It’s been nearly two months since I posted here, and I seem to have written another soapbox post. Mostly I think that I am not writing often because I am so happy. I’m also being really structured about family time and staying organized. I promise to be a bit more light hearted some time soon. Do you want to hear about how I solved the “laundry crisis” I hear so many discuss?
It’s not a new post, but recently twitter popped up Don’t Adopt! by Russell Moore for me to read. I clicked through because I didn’t know the author, and I was pretty sure from the title that I would agree. I do agree with him this time (mostly). Not everyone can or should adopt. Adoption is a special need in itself. I don’t think that coming to parenthood, even through adoption, because you want to be a mommy or a daddy is a bad thing. The dangerous part is when you see yourself as a the parent to the child and not the parent for the child. Parenting is not about creating a person. Parenting is about helping a person grow into their potential. Parenting is mostly about love and sacrifice. If you get frustrated with your dog’s neediness, parenting may not be for you – yet…
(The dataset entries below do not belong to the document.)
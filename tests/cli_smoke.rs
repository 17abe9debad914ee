use predicates::str::{contains, diff};

#[test]
fn price_free_tier_renders_free() {
    let expected = concat!(
        "Requests: 10,000 per month\n",
        "Estimated cost: Free\n",
        "Plan: Starter (Free)\n",
    );

    let mut cmd = assert_cmd::cargo::cargo_bin_cmd!("helix-sim");
    cmd.args(["price", "--requests", "10000"]);
    cmd.assert().success().stdout(diff(expected));
}

#[test]
fn price_pro_tier_is_flat() {
    let expected = concat!(
        "Requests: 10,001 per month\n",
        "Estimated cost: $99.00/month\n",
        "Plan: Pro\n",
    );

    let mut cmd = assert_cmd::cargo::cargo_bin_cmd!("helix-sim");
    cmd.args(["price", "--requests", "10001"]);
    cmd.assert().success().stdout(diff(expected));
}

#[test]
fn price_enterprise_adds_overage() {
    let expected = concat!(
        "Requests: 200,000 per month\n",
        "Estimated cost: $199.00/month\n",
        "Plan: Enterprise\n",
    );

    let mut cmd = assert_cmd::cargo::cargo_bin_cmd!("helix-sim");
    cmd.args(["price", "--requests", "200000"]);
    cmd.assert().success().stdout(diff(expected));
}

#[test]
fn price_json_is_stable() {
    let expected = concat!(
        "{\n",
        "  \"requests\": 200000,\n",
        "  \"cost\": 199.0,\n",
        "  \"tier\": \"enterprise\"\n",
        "}\n",
    );

    let mut cmd = assert_cmd::cargo::cargo_bin_cmd!("helix-sim");
    cmd.args(["price", "--requests", "200000", "--format", "json"]);
    cmd.assert().success().stdout(diff(expected));
}

#[test]
fn models_listing_is_stable() {
    let expected = concat!(
        "gpt-3.5-turbo (openai)\n",
        "gpt-4 (openai)\n",
        "claude-v1 (anthropic)\n",
        "llama-2-70b (meta)\n",
    );

    let mut cmd = assert_cmd::cargo::cargo_bin_cmd!("helix-sim");
    cmd.args(["models"]);
    cmd.assert().success().stdout(diff(expected));
}

#[test]
fn prompts_list_the_site_examples() {
    let expected = concat!(
        "Try: Explain quantum computing in simple terms\n",
        "Try: Write a Python function to reverse a string\n",
        "Try: What are the benefits of cloud computing?\n",
        "Try: Generate a business plan outline for a startup\n",
        "Try: Explain machine learning to a 5-year-old\n",
    );

    let mut cmd = assert_cmd::cargo::cargo_bin_cmd!("helix-sim");
    cmd.args(["prompts"]);
    cmd.assert().success().stdout(diff(expected));
}

#[test]
fn seeded_chat_runs_are_reproducible() {
    let args = [
        "chat",
        "--message",
        "Explain quantum computing in simple terms",
        "--model",
        "gpt-4",
        "--seed",
        "42",
        "--no-delay",
    ];

    let mut cmd = assert_cmd::cargo::cargo_bin_cmd!("helix-sim");
    cmd.args(args);
    let first = cmd.output().expect("command should run");
    assert!(first.status.success());

    let mut cmd = assert_cmd::cargo::cargo_bin_cmd!("helix-sim");
    cmd.args(args);
    let second = cmd.output().expect("command should run");
    assert!(second.status.success());

    assert_eq!(first.stdout, second.stdout);
}

#[test]
fn chat_footer_names_the_model() {
    let mut cmd = assert_cmd::cargo::cargo_bin_cmd!("helix-sim");
    cmd.args([
        "chat",
        "--message",
        "hello",
        "--model",
        "claude-v1",
        "--seed",
        "7",
        "--no-delay",
    ]);
    cmd.assert()
        .success()
        .stdout(contains("Model: claude-v1 | Tokens: "));
}

#[test]
fn unknown_model_falls_back_silently() {
    let mut cmd = assert_cmd::cargo::cargo_bin_cmd!("helix-sim");
    cmd.args([
        "chat",
        "--message",
        "hello",
        "--model",
        "mistral-7b",
        "--no-delay",
    ]);
    cmd.assert()
        .success()
        .stdout(contains("Hello! I'm here to help you with any questions"))
        .stdout(contains("Model: mistral-7b"));
}

#[test]
fn json_chat_emits_completion_envelope() {
    let mut cmd = assert_cmd::cargo::cargo_bin_cmd!("helix-sim");
    cmd.args([
        "chat",
        "--message",
        "hello",
        "--model",
        "gpt-4",
        "--seed",
        "42",
        "--no-delay",
        "--format",
        "json",
    ]);
    cmd.assert()
        .success()
        .stdout(contains("\"role\": \"assistant\""))
        .stdout(contains("\"model\": \"gpt-4\""))
        .stdout(contains("\"total_tokens\""));
}

#[test]
fn streamed_chat_prints_reply_and_footer() {
    let mut cmd = assert_cmd::cargo::cargo_bin_cmd!("helix-sim");
    cmd.args([
        "chat",
        "--message",
        "hello",
        "--model",
        "gpt-4",
        "--seed",
        "42",
        "--no-delay",
        "--stream",
    ]);
    cmd.assert()
        .success()
        .stdout(contains("GPT-4"))
        .stdout(contains("Model: gpt-4 | Tokens: "));
}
Just as parenting is guiding the child to reach his or her potential, we all have the opportunity to grow. Some people may not be quite ready for parenthood when they start, but we all learn on our feet. There are pre-adoption classes, post-adoption support groups, therapists that specialize in working with adoptive families, books, blogs, and an adoption community. Personally, I think that the best parents are not the ones who go in with all the answers, but rather those who continue to learn and challenge themselves, regardless of the experience they may or may not have. I also think that because adoption is a special need in itself, you have to seek the guidance of professionals, not just mommy bloggers. I’m here offering opinions, hopefully challenging a few, but I don’t have all the answers – I am learning like everyone else.
In Adopted For Life, Russell Moore said some things that I find just as dangerous as the “wrong person” adopting, as he wrote in his blog. I realize that may not be a popular statement. It’s a book that seems very popular in the Christian adoption community. That in itself makes his statements more dangerous. Mostly Mr. Moore disagrees with me that you need the guidance of professionals. He practically preaches to ignore what the social workers specializing in adoption try to teach you about adopting an orphan. While there are other good things in his book, that statement is so dangerous that I would rather no other adoptive parent reads it. Dr. Moore has studied theology; I would be interested in his interpretation of Biblical passages concerning adoption. He has not studied psychology, neurology, or social work. He has parented adopted children, but that does not make him an expert. Every child is different. Every adoption is different. I will look to those who have studied and have experience with more than a few children.